By Lolita C. Baldor
and Barrie Barber
WASHINGTON — Defense Secretary Chuck Hagel warned Wednesday that sharply deeper cuts to personnel, health care and weapons systems will be needed across his department to put the brakes on spiraling costs and reshape the military for leaner budgets and new challenges.
Hagel said that escalating spending to maintain benefits, existing military structures and replacements for aging weapons programs are devouring funding needed for critical operations, training and equipment.
The Pentagon, he said, must reevaluate the size of its management and military command structures, which continue to grow even as the overall force numbers decline. And he put the Pentagon and the nation on notice that meeting this challenge will require spending cuts that are far more sweeping and dramatic than those seen to date.
“I am concerned that despite pruning many major procurement programs over the past four years, the military’s modernization strategy still depends on systems that are vastly more expensive and technologically risky than what was promised or budgeted for,” Hagel said Wednesday in remarks at the National Defense University at Fort McNair.
The Pentagon is already grappling with a $487 billion, 10-year reduction in projected spending as part of the budget law that Obama and congressional Republicans agreed to in August 2011. In addition to that, the military is now facing $41 billion in across-the-board cuts for this fiscal year that went into effect on March 1.
“I think Secretary Hagel clearly recognizes his largest challenge is going to be the declining defense budget,” said Peter Mansoor, an Ohio State University professor of military history and a retired Army colonel. “… This is the right time to truly think about what’s important and what the priorities are going forward.”

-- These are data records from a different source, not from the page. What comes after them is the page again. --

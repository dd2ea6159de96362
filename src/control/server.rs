//! HTTP server for scheduler operations
//!
//! Provides:
//! - Scheduler lifecycle (`/scheduler`, `/scheduler/start`, `/scheduler/stop`)
//! - Job listing, rescheduling and force-run (`/jobs/*`)
//! - Execution ledger queries (`/executions`)
//! - Whole-partition snapshot reads (`/snapshots/*`)
//! - Trading calendar lookups (`/calendar`)
//! - Realtime refresh and cache reads (`/realtime/*`)

use crate::config::ControlConfig;
use crate::control::handlers;
use crate::error::{AppError, Result};
use crate::state::AppState;
use axum::{
    routing::{get, post, put},
    Router,
};
use std::net::SocketAddr;
use std::sync::Arc;
use tokio::sync::oneshot;
use tokio::task::JoinHandle;
use tower_http::trace::TraceLayer;
use tracing::{error, info};

/// Build the control router over shared state
pub fn router(state: Arc<AppState>) -> Router {
    Router::new()
        .route("/health", get(handlers::health_check))
        .route("/", get(handlers::health_check))
        // Scheduler
        .route("/scheduler", get(handlers::scheduler_status))
        .route("/scheduler/start", post(handlers::start_scheduler))
        .route("/scheduler/stop", post(handlers::stop_scheduler))
        // Jobs
        .route("/jobs", get(handlers::list_jobs))
        .route("/jobs/:job_id", put(handlers::update_job))
        .route("/jobs/:job_id/run", post(handlers::run_job))
        // Ledger
        .route("/executions", get(handlers::list_executions))
        .route("/executions/stats", get(handlers::execution_stats))
        // Snapshots
        .route("/snapshots/:dataset", get(handlers::get_snapshots))
        .route("/snapshots/:dataset/dates", get(handlers::list_snapshot_dates))
        .route("/snapshots/:dataset/count", get(handlers::partition_count))
        // Trading calendar
        .route("/calendar", get(handlers::trading_days))
        .route("/calendar/refresh", post(handlers::refresh_calendar))
        // Realtime
        .route("/realtime/refresh", post(handlers::refresh_realtime))
        .route("/realtime/:dataset", get(handlers::get_realtime))
        .with_state(state)
        .layer(TraceLayer::new_for_http())
}

/// Control server manager
pub struct ControlServer {
    state: Arc<AppState>,
    shutdown_tx: Option<oneshot::Sender<()>>,
    handle: Option<JoinHandle<()>>,
}

impl ControlServer {
    pub fn new(state: Arc<AppState>) -> Self {
        Self {
            state,
            shutdown_tx: None,
            handle: None,
        }
    }

    /// Start the server, returning the bound address
    pub async fn start(&mut self, config: &ControlConfig) -> Result<SocketAddr> {
        if self.is_running() {
            return Err(AppError::Internal("Control server already running".to_string()));
        }

        let addr: SocketAddr = format!("{}:{}", config.host, config.port)
            .parse()
            .map_err(|e| AppError::Config(format!("Invalid control address: {}", e)))?;

        let listener = tokio::net::TcpListener::bind(addr).await?;
        let local_addr = listener.local_addr()?;
        let app = router(self.state.clone());

        let (shutdown_tx, shutdown_rx) = oneshot::channel::<()>();
        self.shutdown_tx = Some(shutdown_tx);

        info!("Starting control server on {}", local_addr);

        self.handle = Some(tokio::spawn(async move {
            let server = axum::serve(listener, app).with_graceful_shutdown(async {
                let _ = shutdown_rx.await;
                info!("Control server shutting down");
            });

            if let Err(e) = server.await {
                error!("Control server error: {}", e);
            }
        }));

        info!("  GET  http://{}/health", local_addr);
        info!("  GET  http://{}/jobs", local_addr);
        info!("  POST http://{}/jobs/{{job_id}}/run", local_addr);
        info!("  GET  http://{}/executions", local_addr);

        Ok(local_addr)
    }

    /// Stop the server and wait for it to drain
    pub async fn stop(&mut self) {
        if let Some(tx) = self.shutdown_tx.take() {
            let _ = tx.send(());
            info!("Control server stop signal sent");
        }
        if let Some(handle) = self.handle.take() {
            let _ = handle.await;
        }
    }

    pub fn is_running(&self) -> bool {
        self.shutdown_tx.is_some()
    }
}

#[cfg(test)]
mod tests {
    use super::*;
    use crate::config::AppConfig;
    use crate::provider::mock::MockProvider;
    use serde_json::{json, Value};

    async fn start_server(dir: &tempfile::TempDir) -> (ControlServer, String) {
        start_server_with(dir, MockProvider::new()).await
    }

    async fn start_server_with(
        dir: &tempfile::TempDir,
        provider: MockProvider,
    ) -> (ControlServer, String) {
        let config = AppConfig {
            data_dir: dir.path().to_path_buf(),
            ..AppConfig::default()
        };
        let state = Arc::new(AppState::with_provider(config, Arc::new(provider)).unwrap());
        let mut server = ControlServer::new(state);
        let control = ControlConfig {
            enabled: true,
            host: "127.0.0.1".to_string(),
            port: 0,
        };
        let addr = server.start(&control).await.unwrap();
        (server, format!("http://{}", addr))
    }

    #[tokio::test]
    async fn test_health_and_jobs() {
        let dir = tempfile::tempdir().unwrap();
        let (mut server, base) = start_server(&dir).await;
        let client = reqwest::Client::new();

        let health: Value = client.get(format!("{}/health", base)).send().await.unwrap().json().await.unwrap();
        assert_eq!(health["status"], "success");
        assert_eq!(health["data"]["scheduler_running"], false);

        let jobs: Value = client.get(format!("{}/jobs", base)).send().await.unwrap().json().await.unwrap();
        let jobs = jobs["data"].as_array().unwrap();
        assert!(jobs.iter().any(|j| j["job_id"] == "daily_snapshot_sync"));

        let missing = client
            .put(format!("{}/jobs/no_such_job", base))
            .json(&json!({ "hour": 16 }))
            .send()
            .await
            .unwrap();
        assert_eq!(missing.status(), reqwest::StatusCode::NOT_FOUND);

        let invalid = client
            .put(format!("{}/jobs/daily_snapshot_sync", base))
            .json(&json!({ "hour": 24 }))
            .send()
            .await
            .unwrap();
        assert_eq!(invalid.status(), reqwest::StatusCode::BAD_REQUEST);

        server.stop().await;
        assert!(!server.is_running());
    }

    #[tokio::test]
    async fn test_force_run_writes_ledger() {
        let dir = tempfile::tempdir().unwrap();
        let (mut server, base) = start_server(&dir).await;
        let client = reqwest::Client::new();

        let run = client
            .post(format!("{}/jobs/zt_pool_recheck/run", base))
            .json(&json!({ "date": "2025-06-10" }))
            .send()
            .await
            .unwrap();
        assert_eq!(run.status(), reqwest::StatusCode::OK);
        let run: Value = run.json().await.unwrap();
        assert_eq!(run["data"]["job_id"], "zt_pool_recheck");

        let ledger: Value = client
            .get(format!("{}/executions?date=2025-06-10", base))
            .send()
            .await
            .unwrap()
            .json()
            .await
            .unwrap();
        assert_eq!(ledger["data"].as_array().unwrap().len(), 1);

        let half = client
            .get(format!("{}/executions?start=2025-06-01", base))
            .send()
            .await
            .unwrap();
        assert_eq!(half.status(), reqwest::StatusCode::BAD_REQUEST);

        let stats: Value = client
            .get(format!("{}/executions/stats", base))
            .send()
            .await
            .unwrap()
            .json()
            .await
            .unwrap();
        assert_eq!(stats["data"]["total"], 1);

        server.stop().await;
    }

    #[tokio::test]
    async fn test_snapshot_reads() {
        let dir = tempfile::tempdir().unwrap();
        let (mut server, base) = start_server(&dir).await;
        let client = reqwest::Client::new();

        let empty: Value = client
            .get(format!("{}/snapshots/zt_pool?date=2025-06-10", base))
            .send()
            .await
            .unwrap()
            .json()
            .await
            .unwrap();
        assert_eq!(empty["data"]["count"], 0);

        let no_range = client.get(format!("{}/snapshots/zt_pool", base)).send().await.unwrap();
        assert_eq!(no_range.status(), reqwest::StatusCode::BAD_REQUEST);
        let body: Value = no_range.json().await.unwrap();
        assert_eq!(body["code"], "VALIDATION_ERROR");

        let dates: Value = client
            .get(format!("{}/snapshots/index_quote/dates", base))
            .send()
            .await
            .unwrap()
            .json()
            .await
            .unwrap();
        assert!(dates["data"].as_array().unwrap().is_empty());

        server.stop().await;
    }

    #[tokio::test]
    async fn test_realtime_lookup_errors() {
        let dir = tempfile::tempdir().unwrap();
        let (mut server, base) = start_server(&dir).await;
        let client = reqwest::Client::new();

        let unknown = client.get(format!("{}/realtime/bogus", base)).send().await.unwrap();
        assert_eq!(unknown.status(), reqwest::StatusCode::BAD_REQUEST);

        let empty = client.get(format!("{}/realtime/zt_pool", base)).send().await.unwrap();
        assert_eq!(empty.status(), reqwest::StatusCode::NOT_FOUND);

        server.stop().await;
    }

    #[tokio::test]
    async fn test_malformed_run_body_rejected() {
        let dir = tempfile::tempdir().unwrap();
        let (mut server, base) = start_server(&dir).await;
        let client = reqwest::Client::new();

        let invalid = client
            .post(format!("{}/jobs/zt_pool_recheck/run", base))
            .json(&json!({ "date": "2025-13-45", "force": true }))
            .send()
            .await
            .unwrap();
        assert_eq!(invalid.status(), reqwest::StatusCode::BAD_REQUEST);
        let body: Value = invalid.json().await.unwrap();
        assert_eq!(body["code"], "VALIDATION_ERROR");

        let garbage = client
            .post(format!("{}/jobs/zt_pool_recheck/run", base))
            .body("not json")
            .send()
            .await
            .unwrap();
        assert_eq!(garbage.status(), reqwest::StatusCode::BAD_REQUEST);

        let stats: Value = client
            .get(format!("{}/executions/stats", base))
            .send()
            .await
            .unwrap()
            .json()
            .await
            .unwrap();
        assert_eq!(stats["data"]["total"], 0);

        // No body at all runs with defaults
        let bare = client
            .post(format!("{}/jobs/zt_pool_recheck/run", base))
            .send()
            .await
            .unwrap();
        assert_eq!(bare.status(), reqwest::StatusCode::OK);

        server.stop().await;
    }

    #[tokio::test]
    async fn test_calendar_range() {
        let dir = tempfile::tempdir().unwrap();
        let rows = ["2025-06-05", "2025-06-06", "2025-06-09", "2025-06-10"]
            .iter()
            .map(|d| json!({ "trade_date": d }))
            .collect();
        let provider = MockProvider::new().with_rows("tool_trade_date_hist_sina", rows);
        let (mut server, base) = start_server_with(&dir, provider).await;
        let client = reqwest::Client::new();

        let refreshed: Value = client
            .post(format!("{}/calendar/refresh", base))
            .send()
            .await
            .unwrap()
            .json()
            .await
            .unwrap();
        assert_eq!(refreshed["data"]["dates"], 4);

        let range: Value = client
            .get(format!("{}/calendar?start=2025-06-06&end=2025-06-09", base))
            .send()
            .await
            .unwrap()
            .json()
            .await
            .unwrap();
        assert_eq!(range["data"]["trading_days"], json!(["2025-06-06", "2025-06-09"]));

        let reversed = client
            .get(format!("{}/calendar?start=2025-06-09&end=2025-06-06", base))
            .send()
            .await
            .unwrap();
        assert_eq!(reversed.status(), reqwest::StatusCode::BAD_REQUEST);

        server.stop().await;
    }
}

Mansoor, a former executive officer to Army Gen. David Petraeus during the troop surge in Iraq, said the military will have to “craft a grand strategy” on what’s achievable with the budget it has.
“They cannot keep the force the same size,” Mansoor said. “It’s going to have to come down.”
He foresaw possible changes to military retirees’ pensions that may rely more on 4O1K-style payouts or later retirement dates and higher co-payments for health care benefits, among other prospects.
Mansoor said modernization of aging weapons and equipment will face “a serious challenge given the budget shortfall” and happen at a slower pace.
Todd Harrison, a senior fellow with the Center for Strategic and Budgetary Assessments in Washington, D.C., said Hagel’s speech signaled a change in direction from former Secretary of Defense Leon Panetta because it acknowledged the likelihood of additional spending cuts while Panetta “refused to plan for it.”
“So the bottom line is: This is an indication that the (Defense Department) is beginning to face up to the reality of a declining defense budget,” Harrison wrote in an email. “His speech left a lot of unanswered questions, but at least he is asking the right questions.”
The changes to the Department of Defense, Hagel said, will involve “not just tweaking or chipping away at existing structures and practices but, where necessary, fashioning entirely new ones that are better suited to 21st century realities and challenges.”
In his first major address as Pentagon chief, Hagel embraced what is likely to be his major challenge in his term: shrinking the U.S. military despite persistent congressional mandates that slash funding but forbid the elimination of favored bases and programs that must be cut in order to achieve the required savings.
Lawmakers have resisted Pentagon pleas for another round of base closures and to trim unwanted aircraft, or proposals to adjust military health care benefits as too politically risky.
“Much more hard work, difficult decisions and strategic prioritizing remains to be done,” Hagel said, noting that “deep political and institutional obstacles to these necessary reforms will need to be engaged and overcome.”
While both his predecessors launched reviews to identify hundreds of millions of dollars in savings, Hagel is taking over just as the automatic, across-the-board budget cuts are taking effect. In light of those reductions, he has already ordered a re-evaluation of the defense strategy that President Barack Obama announced early last year.
That strategy called for a greater emphasis on the Asia-Pacific region, a continued focus on the Middle East and an increase in cybersecurity, missile defense and special operations forces.